(TASK INSTRUCTIONS)
Go through the records and extract every line with the word "order".

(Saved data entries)
# # # # # # #
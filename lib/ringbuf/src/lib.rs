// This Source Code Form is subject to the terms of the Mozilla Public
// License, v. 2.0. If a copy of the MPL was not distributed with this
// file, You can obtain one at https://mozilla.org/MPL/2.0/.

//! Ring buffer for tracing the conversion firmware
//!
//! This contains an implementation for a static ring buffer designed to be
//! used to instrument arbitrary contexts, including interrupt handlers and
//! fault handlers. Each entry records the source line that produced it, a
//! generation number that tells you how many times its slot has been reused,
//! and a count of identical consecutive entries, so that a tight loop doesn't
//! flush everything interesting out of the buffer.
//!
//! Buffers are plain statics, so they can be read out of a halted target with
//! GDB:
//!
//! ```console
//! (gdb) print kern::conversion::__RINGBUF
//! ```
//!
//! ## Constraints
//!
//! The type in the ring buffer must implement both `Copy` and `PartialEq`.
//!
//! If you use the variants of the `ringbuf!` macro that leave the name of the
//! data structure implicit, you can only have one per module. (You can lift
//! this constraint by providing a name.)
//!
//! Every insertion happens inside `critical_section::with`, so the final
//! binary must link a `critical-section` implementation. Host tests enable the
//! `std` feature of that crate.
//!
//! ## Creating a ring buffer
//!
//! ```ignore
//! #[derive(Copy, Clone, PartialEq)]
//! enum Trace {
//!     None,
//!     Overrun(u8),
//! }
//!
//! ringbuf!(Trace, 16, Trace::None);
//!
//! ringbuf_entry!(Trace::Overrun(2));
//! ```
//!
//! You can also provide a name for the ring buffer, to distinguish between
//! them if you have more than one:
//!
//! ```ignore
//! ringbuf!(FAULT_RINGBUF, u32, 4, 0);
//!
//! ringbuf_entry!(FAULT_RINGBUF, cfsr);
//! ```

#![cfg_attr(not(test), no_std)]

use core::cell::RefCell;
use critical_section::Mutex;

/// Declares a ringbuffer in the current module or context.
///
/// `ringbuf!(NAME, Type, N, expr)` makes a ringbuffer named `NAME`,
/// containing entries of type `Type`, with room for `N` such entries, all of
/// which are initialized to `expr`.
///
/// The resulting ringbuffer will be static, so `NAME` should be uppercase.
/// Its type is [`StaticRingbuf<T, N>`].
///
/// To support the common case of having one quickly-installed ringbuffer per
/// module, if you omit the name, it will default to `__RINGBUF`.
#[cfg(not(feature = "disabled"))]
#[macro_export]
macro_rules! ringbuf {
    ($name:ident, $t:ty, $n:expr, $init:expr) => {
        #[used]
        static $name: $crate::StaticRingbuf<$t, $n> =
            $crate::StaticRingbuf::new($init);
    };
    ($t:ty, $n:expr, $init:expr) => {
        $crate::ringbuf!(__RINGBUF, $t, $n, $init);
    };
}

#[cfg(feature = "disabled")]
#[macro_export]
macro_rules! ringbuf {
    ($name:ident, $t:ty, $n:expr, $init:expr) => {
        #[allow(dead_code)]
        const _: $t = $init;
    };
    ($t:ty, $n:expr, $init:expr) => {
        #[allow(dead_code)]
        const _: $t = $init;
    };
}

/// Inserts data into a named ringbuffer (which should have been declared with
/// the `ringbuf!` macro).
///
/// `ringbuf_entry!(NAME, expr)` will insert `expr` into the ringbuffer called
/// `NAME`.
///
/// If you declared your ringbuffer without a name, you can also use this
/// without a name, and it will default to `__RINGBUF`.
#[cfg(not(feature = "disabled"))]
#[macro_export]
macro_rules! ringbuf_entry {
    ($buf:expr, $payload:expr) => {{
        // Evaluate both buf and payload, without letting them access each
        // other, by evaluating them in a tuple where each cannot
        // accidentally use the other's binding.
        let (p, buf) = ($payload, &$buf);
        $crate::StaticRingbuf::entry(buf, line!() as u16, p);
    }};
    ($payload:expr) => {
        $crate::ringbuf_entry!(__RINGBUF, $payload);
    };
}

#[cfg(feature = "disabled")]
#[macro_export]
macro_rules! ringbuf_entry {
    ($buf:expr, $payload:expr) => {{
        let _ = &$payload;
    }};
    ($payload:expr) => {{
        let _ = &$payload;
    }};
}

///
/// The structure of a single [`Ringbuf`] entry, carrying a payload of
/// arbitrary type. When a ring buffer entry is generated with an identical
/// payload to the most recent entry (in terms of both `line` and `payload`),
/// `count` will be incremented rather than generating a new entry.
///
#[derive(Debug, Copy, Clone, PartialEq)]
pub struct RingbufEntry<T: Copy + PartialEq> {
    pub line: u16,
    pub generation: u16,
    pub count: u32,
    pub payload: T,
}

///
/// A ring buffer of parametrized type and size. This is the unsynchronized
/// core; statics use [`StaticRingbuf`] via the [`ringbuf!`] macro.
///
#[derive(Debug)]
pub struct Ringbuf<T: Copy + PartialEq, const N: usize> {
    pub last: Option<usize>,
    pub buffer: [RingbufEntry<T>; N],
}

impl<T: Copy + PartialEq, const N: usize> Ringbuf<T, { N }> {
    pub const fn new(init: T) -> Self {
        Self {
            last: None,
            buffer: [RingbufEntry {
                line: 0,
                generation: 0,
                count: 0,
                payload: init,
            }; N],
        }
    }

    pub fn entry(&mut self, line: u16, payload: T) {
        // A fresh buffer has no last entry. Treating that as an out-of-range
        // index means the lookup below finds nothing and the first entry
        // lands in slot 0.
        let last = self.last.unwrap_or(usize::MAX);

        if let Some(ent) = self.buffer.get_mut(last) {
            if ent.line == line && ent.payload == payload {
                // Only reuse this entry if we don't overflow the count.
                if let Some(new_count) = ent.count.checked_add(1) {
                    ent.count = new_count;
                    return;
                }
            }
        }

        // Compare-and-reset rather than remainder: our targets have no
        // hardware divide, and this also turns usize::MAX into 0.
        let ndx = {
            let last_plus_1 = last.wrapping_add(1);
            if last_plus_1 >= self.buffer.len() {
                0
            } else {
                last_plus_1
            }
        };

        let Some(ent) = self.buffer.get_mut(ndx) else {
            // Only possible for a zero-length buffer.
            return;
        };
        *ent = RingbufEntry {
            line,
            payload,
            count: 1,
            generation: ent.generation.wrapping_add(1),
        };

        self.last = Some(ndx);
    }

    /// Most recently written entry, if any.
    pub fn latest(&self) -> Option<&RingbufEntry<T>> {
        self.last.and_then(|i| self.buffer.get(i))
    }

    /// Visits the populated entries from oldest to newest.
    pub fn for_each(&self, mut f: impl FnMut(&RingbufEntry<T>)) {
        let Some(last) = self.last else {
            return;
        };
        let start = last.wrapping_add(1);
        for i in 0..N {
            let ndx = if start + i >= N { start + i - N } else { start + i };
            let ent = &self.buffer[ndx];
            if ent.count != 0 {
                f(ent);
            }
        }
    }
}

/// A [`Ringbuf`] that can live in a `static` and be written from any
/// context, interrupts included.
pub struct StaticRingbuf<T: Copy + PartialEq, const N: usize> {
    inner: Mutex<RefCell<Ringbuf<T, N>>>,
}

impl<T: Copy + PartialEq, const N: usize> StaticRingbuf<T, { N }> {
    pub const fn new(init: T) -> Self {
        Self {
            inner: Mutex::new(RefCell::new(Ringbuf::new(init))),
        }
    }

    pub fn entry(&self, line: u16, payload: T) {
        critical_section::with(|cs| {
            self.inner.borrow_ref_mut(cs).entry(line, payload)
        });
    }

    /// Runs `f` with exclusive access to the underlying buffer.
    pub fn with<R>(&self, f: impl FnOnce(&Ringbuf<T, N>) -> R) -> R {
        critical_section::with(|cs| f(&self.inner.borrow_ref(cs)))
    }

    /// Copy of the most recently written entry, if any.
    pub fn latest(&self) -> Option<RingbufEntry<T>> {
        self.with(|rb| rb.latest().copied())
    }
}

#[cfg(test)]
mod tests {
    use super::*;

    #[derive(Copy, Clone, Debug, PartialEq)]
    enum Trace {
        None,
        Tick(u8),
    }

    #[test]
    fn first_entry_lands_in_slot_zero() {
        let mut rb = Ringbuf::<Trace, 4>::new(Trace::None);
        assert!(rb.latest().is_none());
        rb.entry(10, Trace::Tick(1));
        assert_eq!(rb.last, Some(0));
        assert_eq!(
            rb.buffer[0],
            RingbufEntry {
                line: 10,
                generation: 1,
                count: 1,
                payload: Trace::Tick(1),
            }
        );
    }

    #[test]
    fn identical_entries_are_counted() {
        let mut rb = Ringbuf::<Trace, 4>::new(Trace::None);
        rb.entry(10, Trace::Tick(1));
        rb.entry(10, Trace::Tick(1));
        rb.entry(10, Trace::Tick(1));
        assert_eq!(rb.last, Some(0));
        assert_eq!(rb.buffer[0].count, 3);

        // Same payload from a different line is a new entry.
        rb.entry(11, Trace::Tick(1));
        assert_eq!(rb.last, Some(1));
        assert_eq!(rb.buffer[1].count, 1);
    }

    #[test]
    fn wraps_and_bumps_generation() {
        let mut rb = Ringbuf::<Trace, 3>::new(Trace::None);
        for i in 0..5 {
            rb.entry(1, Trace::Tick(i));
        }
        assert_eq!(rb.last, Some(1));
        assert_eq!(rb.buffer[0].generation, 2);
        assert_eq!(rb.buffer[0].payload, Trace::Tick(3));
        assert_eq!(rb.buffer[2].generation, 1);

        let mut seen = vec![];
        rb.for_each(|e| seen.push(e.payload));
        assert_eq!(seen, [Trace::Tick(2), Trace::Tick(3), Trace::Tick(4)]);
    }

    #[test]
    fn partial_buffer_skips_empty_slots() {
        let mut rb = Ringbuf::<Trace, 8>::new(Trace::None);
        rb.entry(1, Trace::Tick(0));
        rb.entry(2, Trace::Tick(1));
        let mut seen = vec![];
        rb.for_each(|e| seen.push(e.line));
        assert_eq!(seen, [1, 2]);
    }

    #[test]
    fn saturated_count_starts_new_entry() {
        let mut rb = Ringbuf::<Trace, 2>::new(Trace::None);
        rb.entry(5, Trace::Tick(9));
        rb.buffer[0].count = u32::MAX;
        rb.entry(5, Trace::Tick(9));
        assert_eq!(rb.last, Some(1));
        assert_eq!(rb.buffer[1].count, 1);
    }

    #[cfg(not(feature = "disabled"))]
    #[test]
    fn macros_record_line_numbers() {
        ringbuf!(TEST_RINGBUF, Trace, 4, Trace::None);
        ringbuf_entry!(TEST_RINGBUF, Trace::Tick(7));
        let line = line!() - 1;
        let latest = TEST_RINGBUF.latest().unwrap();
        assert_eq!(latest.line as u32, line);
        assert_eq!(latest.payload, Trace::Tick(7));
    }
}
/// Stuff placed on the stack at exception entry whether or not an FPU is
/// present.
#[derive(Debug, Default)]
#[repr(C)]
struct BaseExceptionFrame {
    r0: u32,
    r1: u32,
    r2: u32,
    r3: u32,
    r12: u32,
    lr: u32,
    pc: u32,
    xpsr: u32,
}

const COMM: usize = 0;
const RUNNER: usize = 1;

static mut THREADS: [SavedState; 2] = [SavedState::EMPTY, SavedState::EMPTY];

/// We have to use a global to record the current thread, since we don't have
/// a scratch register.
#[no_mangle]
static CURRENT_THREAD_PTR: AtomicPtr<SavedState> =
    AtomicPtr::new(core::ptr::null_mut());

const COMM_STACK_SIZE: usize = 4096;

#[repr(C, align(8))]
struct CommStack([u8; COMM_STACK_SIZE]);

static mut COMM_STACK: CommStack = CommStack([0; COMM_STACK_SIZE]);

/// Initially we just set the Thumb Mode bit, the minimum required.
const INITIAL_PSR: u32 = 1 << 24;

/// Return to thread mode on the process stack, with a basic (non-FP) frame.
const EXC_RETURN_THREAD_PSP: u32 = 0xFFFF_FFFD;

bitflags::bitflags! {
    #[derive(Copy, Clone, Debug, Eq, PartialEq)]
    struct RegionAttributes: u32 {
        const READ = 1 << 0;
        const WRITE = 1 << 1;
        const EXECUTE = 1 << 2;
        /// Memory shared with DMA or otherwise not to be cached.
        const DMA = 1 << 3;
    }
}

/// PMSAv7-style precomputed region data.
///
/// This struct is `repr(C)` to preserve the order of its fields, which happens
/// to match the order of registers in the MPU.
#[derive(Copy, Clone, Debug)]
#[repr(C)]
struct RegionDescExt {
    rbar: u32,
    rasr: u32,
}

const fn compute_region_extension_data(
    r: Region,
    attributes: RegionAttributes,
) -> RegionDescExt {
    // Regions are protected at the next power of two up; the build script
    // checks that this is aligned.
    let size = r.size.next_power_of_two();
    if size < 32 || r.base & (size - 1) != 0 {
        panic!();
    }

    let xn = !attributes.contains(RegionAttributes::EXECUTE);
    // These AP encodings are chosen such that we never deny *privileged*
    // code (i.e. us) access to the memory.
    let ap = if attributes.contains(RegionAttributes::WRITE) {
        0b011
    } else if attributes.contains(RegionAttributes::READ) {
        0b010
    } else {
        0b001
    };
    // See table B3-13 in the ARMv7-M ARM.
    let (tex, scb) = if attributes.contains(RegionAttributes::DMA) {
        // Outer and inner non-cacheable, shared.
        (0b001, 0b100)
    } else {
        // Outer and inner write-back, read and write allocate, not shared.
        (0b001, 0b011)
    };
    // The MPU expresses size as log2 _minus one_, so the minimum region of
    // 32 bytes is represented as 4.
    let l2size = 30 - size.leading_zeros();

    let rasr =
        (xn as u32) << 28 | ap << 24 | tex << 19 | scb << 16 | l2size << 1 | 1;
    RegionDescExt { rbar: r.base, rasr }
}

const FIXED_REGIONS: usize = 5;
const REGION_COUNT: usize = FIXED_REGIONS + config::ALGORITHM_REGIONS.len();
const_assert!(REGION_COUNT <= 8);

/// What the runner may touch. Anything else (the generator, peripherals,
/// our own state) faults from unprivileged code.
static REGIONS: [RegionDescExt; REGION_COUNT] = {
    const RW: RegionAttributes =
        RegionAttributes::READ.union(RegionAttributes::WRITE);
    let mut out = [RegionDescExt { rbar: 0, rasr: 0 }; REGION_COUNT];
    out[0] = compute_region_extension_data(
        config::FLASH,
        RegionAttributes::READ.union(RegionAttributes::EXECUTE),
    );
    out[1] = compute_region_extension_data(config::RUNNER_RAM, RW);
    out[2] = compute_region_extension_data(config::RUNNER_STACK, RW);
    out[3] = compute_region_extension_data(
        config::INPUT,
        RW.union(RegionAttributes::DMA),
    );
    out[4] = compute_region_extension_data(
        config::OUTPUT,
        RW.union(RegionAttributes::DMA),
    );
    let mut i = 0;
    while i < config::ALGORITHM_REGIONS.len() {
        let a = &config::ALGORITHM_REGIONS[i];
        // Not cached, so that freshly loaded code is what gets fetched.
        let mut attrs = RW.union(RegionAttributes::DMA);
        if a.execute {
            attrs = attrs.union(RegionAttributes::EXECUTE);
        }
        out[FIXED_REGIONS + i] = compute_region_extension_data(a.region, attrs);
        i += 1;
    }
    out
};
# # # # # # #
(ANSWER BOX)
/// This struct is `repr(C)` to preserve the order of its fields, which happens
/// to match the order of registers in the MPU.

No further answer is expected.